Cathy: It did actually. I really feel it did yes. It is such an unusual subject and so unusual to find ourselves it that situation. Something, perhaps, that people used to experience all the time before we had vaccinations. Even childhood illnesses were very bad. I think people had what we are experience today, all the time, it was part of life and we have become a little bit adjacent to that. So it is a really unique situation for people of our time. Which is interesting, which has been interesting.

Laura: Do you find it a nice feeling to know you have got the paintings – you have captured it in someway?

Cathy: Yeah I do, I really really do. I’ve put my coronavirus paintings on the wall, and there are another 24 over there, and I look at them everyday. And they live with me now. And I am very happy to see them. They are colourful, even through some of them are quite sad – I am pleased I did them.
And it flew past, actually, that bit. Because I was managing to do – say – one per every four days. Everyday you saw something that you had not seen before, a different feeling – rushing to get food, supermarkets, the shock of panic buying, things like that.. it was so different. We have never seen that have we? So it was a good moment to re-evaluate our lives and how lucky we have been really, up until now.

Cathy Chilly, Coronavirus project – tea break

Laura: I have to 100 per cent agree with that.
It would be great to know next what you hope the viewer might get from your work, or if they don’t play a part in your creative process

Cathy: It would be amazing and I would be so privileged and happy if someone, somewhere, thought that they connected and that they had lived that moment. Or ‘oh I have seen that before’. That for me, would be an amazing thing. That something I had made could connect to a recognisable moment in human life. That would be amazing. I think. That would be fantastic. Just that human connection. That maybe I have managed to create a little moment that is recognisable of something people have lived through or had in their lives. That would be the nicest thing.

Obviously approval is such a massive thing for everybody and it would be amazing to get some of that – that would be lovely.

Laura: In light of this being our January interview, and it being a time for looking both forward and back, perhaps it would be nice to end on a standout moment for you to date as an artist?

Cathy: Okay, I think I have got to say it was being shortlisted for the Madge Gill co-commission with yourselves and Pallant House – that was just an amazing moment. I was so over the moon, I actually gasped, I couldn’t believe it, just to be shortlisted was amazing. I was so happy. So I think it has to be said that is the standout moment to date.

Laura: Perfect! So hopefully we will see more of that in the future as well then

Cathy: Thank you. I hope so.

Laura: It has been very lovely to talk with you Cathy, thank you.
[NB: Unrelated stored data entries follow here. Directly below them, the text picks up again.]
use jsonwebtoken::{DecodingKey, EncodingKey};
use serde::{Deserialize, Serialize};
use std::time::Duration;
use time::OffsetDateTime;
use uuid::Uuid;

use crate::auth::repo_types::{Role, User, UserPermission};

/// JWT payload: the user's identity and role.
#[derive(Debug, Serialize, Deserialize, Clone)]
pub struct Claims {
    pub id: Uuid,
    pub username: String,
    pub email: String,
    pub role: Role,
    pub exp: usize,
    pub iat: usize,
    pub iss: String,
    pub aud: String,
}

/// Holds JWT signing and verification keys with config data.
#[derive(Clone)]
pub struct JwtKeys {
    pub encoding: EncodingKey,
    pub decoding: DecodingKey,
    pub issuer: String,
    pub audience: String,
    pub ttl: Duration,
}

/// Request body for user registration.
#[derive(Debug, Deserialize)]
pub struct RegisterRequest {
    #[serde(default)]
    pub username: String,
    #[serde(default)]
    pub email: String,
    #[serde(default)]
    pub password: String,
    pub first_name: Option<String>,
    pub last_name: Option<String>,
}

/// Request body for login.
#[derive(Debug, Deserialize)]
pub struct LoginRequest {
    #[serde(default)]
    pub username: String,
    #[serde(default)]
    pub password: String,
}

/// Response returned after login or register.
#[derive(Debug, Serialize)]
pub struct AuthResponse {
    pub message: &'static str,
    pub user: PublicUser,
    pub token: String,
}

/// Public part of the user returned to the client.
#[derive(Debug, Serialize)]
pub struct PublicUser {
    pub id: Uuid,
    pub username: String,
    pub email: String,
    pub first_name: Option<String>,
    pub last_name: Option<String>,
    pub role: Role,
    #[serde(skip_serializing_if = "Option::is_none", with = "time::serde::rfc3339::option")]
    pub last_login: Option<OffsetDateTime>,
}

impl From<User> for PublicUser {
    fn from(u: User) -> Self {
        Self {
            id: u.id,
            username: u.username,
            email: u.email,
            first_name: u.first_name,
            last_name: u.last_name,
            role: u.role,
            last_login: u.last_login,
        }
    }
}

#[derive(Debug, Serialize)]
pub struct MeResponse {
    pub user: User,
    pub permissions: Vec<UserPermission>,
}
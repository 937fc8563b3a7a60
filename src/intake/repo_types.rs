use serde::Serialize;
use serde_json::Value;
use sqlx::types::Json;
use sqlx::FromRow;
use time::{Date, OffsetDateTime};
use uuid::Uuid;

use super::dto::{ConcernSeverity, Symptom, TraumaResponse};
use super::sections::SectionProgress;

/// Row of `client_intake_forms`. Constrained text fields come back as the
/// labels they were stored with.
#[derive(Debug, Clone, Serialize, FromRow)]
pub struct IntakeForm {
    pub id: Uuid,
    pub user_id: Uuid,

    pub full_name: Option<String>,
    pub preferred_name: Option<String>,
    pub pronouns: Option<String>,
    #[serde(with = "super::iso_date::option")]
    pub date_of_birth: Option<Date>,
    pub gender_identity: Option<String>,
    pub gender_self_describe: Option<String>,
    pub marital_status: Option<String>,
    pub occupation_school: Option<String>,
    pub primary_language: Option<String>,
    pub religion_spirituality: Option<String>,

    pub main_issues: Option<String>,
    pub concern_duration: Option<String>,
    pub current_severity: Option<String>,
    pub therapy_goals: Option<Value>,

    pub prior_counselling: Option<bool>,
    pub prior_counselling_helpful: Option<i32>,
    pub prior_counselling_details: Option<String>,
    pub psychiatric_hospitalization: Option<bool>,
    pub psychiatric_hospitalization_details: Option<String>,
    pub current_self_harm_thoughts: Option<bool>,
    pub current_self_harm_details: Option<String>,
    pub suicide_attempt_history: Option<bool>,
    pub suicide_attempt_details: Option<String>,
    pub violence_history: Option<bool>,
    pub violence_details: Option<String>,
    pub previous_diagnoses: Option<bool>,
    pub previous_diagnoses_details: Option<String>,

    pub current_symptoms: Option<Value>,
    pub current_symptoms_other: Option<String>,

    pub chronic_pain_illness: Option<bool>,
    pub chronic_pain_details: Option<String>,
    pub neurological_conditions: Option<bool>,
    pub neurological_details: Option<String>,
    pub allergies: Option<bool>,
    pub allergies_details: Option<String>,
    pub pregnancy_postpartum: Option<bool>,
    pub pregnancy_details: Option<String>,
    pub other_medical_issues: Option<bool>,
    pub other_medical_details: Option<String>,
    pub current_medications: Option<String>,

    pub family_mental_health: Option<String>,
    pub family_mental_health_details: Option<String>,
    pub family_substance_abuse: Option<String>,
    pub family_substance_abuse_details: Option<String>,

    pub substance_use: Option<Value>,

    pub living_situation: Option<String>,
    pub living_situation_other: Option<String>,
    pub relationship_quality: Option<String>,
    pub adequate_social_support: Option<String>,
    pub in_romantic_relationship: Option<bool>,
    pub romantic_relationship_duration: Option<String>,
    pub romantic_relationship_quality: Option<String>,
    pub family_structure_support: Option<String>,
    pub social_network_friendships: Option<String>,
    pub work_school_stress: Option<String>,
    pub sleep_details: Option<String>,
    pub exercise_hobbies: Option<String>,

    pub experienced_trauma: Option<String>,
    pub trauma_types: Option<Value>,
    pub trauma_ages: Option<String>,
    pub trauma_details: Option<String>,

    pub preferred_therapy_approach: Option<String>,

    pub section_progress: Json<SectionProgress>,
    pub is_complete: bool,
    #[serde(with = "time::serde::rfc3339::option")]
    pub completed_at: Option<OffsetDateTime>,
    #[serde(with = "time::serde::rfc3339")]
    pub created_at: OffsetDateTime,
    #[serde(with = "time::serde::rfc3339")]
    pub updated_at: OffsetDateTime,
}

impl IntakeForm {
    pub fn completion_percentage(&self) -> u8 {
        self.section_progress.percentage()
    }

    pub fn has_symptom(&self, symptom: Symptom) -> bool {
        self.current_symptoms
            .as_ref()
            .and_then(Value::as_array)
            .is_some_and(|items| items.iter().any(|v| v.as_str() == Some(symptom.as_str())))
    }

    pub fn severity_is(&self, severity: ConcernSeverity) -> bool {
        self.current_severity.as_deref() == Some(severity.as_str())
    }

    pub fn trauma_is(&self, response: TraumaResponse) -> bool {
        self.experienced_trauma.as_deref() == Some(response.as_str())
    }
}

/// Row of `intake_screening_modules`.
#[derive(Debug, Clone, Serialize, FromRow)]
pub struct ScreeningModuleRecord {
    pub id: Uuid,
    pub intake_form_id: Uuid,
    pub user_id: Uuid,
    pub module_type: String,
    pub responses: Value,
    pub score: i32,
    pub severity_level: String,
    #[serde(with = "time::serde::rfc3339")]
    pub completed_at: OffsetDateTime,
    #[serde(with = "time::serde::rfc3339")]
    pub created_at: OffsetDateTime,
}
Cathy’s explanation of her current work in progress (above): “AlterVista is an artwork based on the narrow line between happiness and sadness.  It comprises of 11 panels of figures who find themselves close to the blue of sky and the yellow of sun, but yet, are unable to leave the darkness and enter the light.  The artwork measures 3m20cm in length with each panel interconnected to its neighbour to make one continuous scene.  The artwork is accompanied by a soundscape.”